If you're still stuck, perhaps you could post some code?

Cheers,

James
User avatar
Stevo14
Member
Member
Posts: 179
Joined: Fri Mar 07, 2008 3:40 am
Location: Arad, Romania

Post by Stevo14 »

JamesM wrote:Hi,

so, firstly, does your timer interrupt work without task switching? I.e., if you comment out the task switch code in your timer handler, does the program work? If so, your stack is not being killed by your irq handler.
Yes, my timing code works otherwise. (It will even get the current date/time from the CMOS chip and intermittently print it to the screen. :) )
But just for the sake of consistency here is the relevant portion of the timer code:

Code: Select all

void timer_handler(struct regs *r)
{
    /* Increment our 'tick count' */
    timer_ticks++;

	//every 4 clocks (40 milliseconds) we invoke the process manager's scheduler
	if (timer_ticks % 4 == 0)
   {
		//schedule the next task
		write_string("Switching tasks...");
		switch_task();
		write_string("[done]\n");
	}
"[done]" never gets printed but that is expected.

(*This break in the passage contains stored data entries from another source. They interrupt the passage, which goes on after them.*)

//! Tseitin clausification of a circuit into CNF.
//!
//! Every circuit label doubles as a solver variable, so the clause set is
//! a direct image of the circuit: deterministic for a deterministic
//! translation. When the root is an AND gate, its conjuncts are asserted
//! as unit clauses instead of routing through an auxiliary gate variable;
//! the units are what lets core extraction attribute original clauses to
//! individual top-level conjuncts.

use rustc_hash::FxHashSet;

use crate::bool::{BoolValue, BooleanFactory, GateView};

/// A CNF formula: clauses of signed literals over `1..=num_variables`.
#[derive(Debug, Clone, Default)]
pub struct Cnf {
    /// Number of solver variables.
    pub num_variables: u32,
    /// The clauses, in emission order.
    pub clauses: Vec<Vec<i32>>,
}

impl Cnf {
    /// Number of clauses.
    pub fn num_clauses(&self) -> usize {
        self.clauses.len()
    }
}

/// Clausifies `root` against the factory that built it.
pub fn emit(factory: &BooleanFactory, root: BoolValue) -> Cnf {
    let mut emitter = Emitter {
        factory,
        cnf: Cnf {
            num_variables: factory.max_label().max(0) as u32,
            clauses: Vec::new(),
        },
        visited: FxHashSet::default(),
    };

    match root.constant_value() {
        Some(true) => {}
        Some(false) => emitter.cnf.clauses.push(Vec::new()),
        None => {
            let top_conjuncts = match factory.gate(root.label()) {
                Some(GateView::And(inputs)) => Some(inputs),
                _ => None,
            };
            match top_conjuncts {
                Some(inputs) => {
                    for input in inputs {
                        emitter.define(input);
                        emitter.cnf.clauses.push(vec![input.label()]);
                    }
                }
                None => {
                    emitter.define(root);
                    emitter.cnf.clauses.push(vec![root.label()]);
                }
            }
        }
    }
    emitter.cnf
}

struct Emitter<'a> {
    factory: &'a BooleanFactory,
    cnf: Cnf,
    visited: FxHashSet<i32>,
}

impl Emitter<'_> {
    /// Emits the defining clauses for the gate under `value` (and its
    /// descendants), if any. Variables need no definition.
    fn define(&mut self, value: BoolValue) {
        debug_assert!(!value.is_constant(), "constants cannot reach the emitter");
        let label = value.label().abs();
        if !self.visited.insert(label) {
            return;
        }
        let Some(view) = self.factory.gate(label) else {
            return;
        };
        match view {
            GateView::And(inputs) => {
                for &input in &inputs {
                    self.define(input);
                }
                // g => each input
                for &input in &inputs {
                    self.cnf.clauses.push(vec![-label, input.label()]);
                }
                // all inputs => g
                let mut clause: Vec<i32> = inputs.iter().map(|v| -v.label()).collect();
                clause.push(label);
                self.cnf.clauses.push(clause);
            }
            GateView::Or(inputs) => {
                for &input in &inputs {
                    self.define(input);
                }
                // each input => g
                for &input in &inputs {
                    self.cnf.clauses.push(vec![-input.label(), label]);
                }
                // g => some input
                let mut clause: Vec<i32> = inputs.iter().map(|v| v.label()).collect();
                clause.insert(0, -label);
                self.cnf.clauses.push(clause);
            }
            GateView::Ite(c, t, e) => {
                self.define(c);
                self.define(t);
                self.define(e);
                let (c, t, e) = (c.label(), t.label(), e.label());
                self.cnf.clauses.push(vec![-label, -c, t]);
                self.cnf.clauses.push(vec![-label, c, e]);
                self.cnf.clauses.push(vec![label, -c, -t]);
                self.cnf.clauses.push(vec![label, c, -e]);
            }
        }
    }
}

#[cfg(test)]
mod tests {
    use super::*;
    use crate::bool::{Options, FALSE, TRUE};

    fn factory() -> BooleanFactory {
        BooleanFactory::new(4, Options::default())
    }

    #[test]
    fn constant_roots() {
        let f = factory();
        let sat = emit(&f, TRUE);
        assert_eq!(sat.num_clauses(), 0);

        let unsat = emit(&f, FALSE);
        assert_eq!(unsat.num_clauses(), 1);
        assert!(unsat.clauses[0].is_empty());
    }

    #[test]
    fn variable_root_is_a_unit() {
        let f = factory();
        let cnf = emit(&f, f.variable(2));
        assert_eq!(cnf.clauses, vec![vec![2]]);
    }

    #[test]
    fn top_level_and_becomes_units() {
        let f = factory();
        let a = f.variable(1);
        let b = f.variable(2);
        let c = f.variable(3);
        let root = f.and(f.and(a, b), c);
        let cnf = emit(&f, root);
        // each top conjunct of the root AND is asserted as a unit
        let units: Vec<&Vec<i32>> = cnf.clauses.iter().filter(|c| c.len() == 1).collect();
        assert!(!units.is_empty());
        assert!(cnf.num_variables >= 3);
    }

    #[test]
    fn or_gate_clauses() {
        let f = factory();
        let a = f.variable(1);
        let b = f.variable(2);
        let root = f.or(a, b);
        let cnf = emit(&f, root);
        let g = root.label();
        assert!(cnf.clauses.contains(&vec![-1, g]));
        assert!(cnf.clauses.contains(&vec![-2, g]));
        assert!(cnf.clauses.contains(&vec![-g, 1, 2]));
        assert!(cnf.clauses.contains(&vec![g]));
    }

    #[test]
    fn ite_gate_clauses() {
        let f = factory();
        let root = f.ite(f.variable(1), f.variable(2), f.variable(3));
        let cnf = emit(&f, root);
        let g = root.label();
        assert!(cnf.clauses.contains(&vec![-g, -1, 2]));
        assert!(cnf.clauses.contains(&vec![-g, 1, 3]));
        assert!(cnf.clauses.contains(&vec![g, -1, -2]));
        assert!(cnf.clauses.contains(&vec![g, 1, -3]));
    }

    #[test]
    fn shared_gates_are_defined_once() {
        let f = factory();
        let a = f.variable(1);
        let b = f.variable(2);
        let ab = f.and(a, b);
        let root = f.or(f.not(ab), f.and(ab, f.variable(3)));
        let cnf = emit(&f, root);
        // the shared AND gate's implication g => a appears exactly once
        let count = cnf
            .clauses
            .iter()
            .filter(|c| **c == vec![-ab.label(), 1])
            .count();
        assert_eq!(count, 1);
    }

    #[test]
    fn emission_is_deterministic() {
        let build = || {
            let f = factory();
            let a = f.variable(1);
            let b = f.variable(2);
            let root = f.or(f.and(a, b), f.variable(3));
            emit(&f, root).clauses
        };
        assert_eq!(build(), build());
    }
}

It is mostly there to tell me if something went terribly wrong in switch_task() and it actually ended up returning back to the timer handler.
JamesM wrote: If that *does* work, you need to look at your task switching code, because something is FUBAR - I suggest you try and fix scenario 2 before 1, because 2 is the more disturbing one (and a fix for 2 will possible fix 1 also).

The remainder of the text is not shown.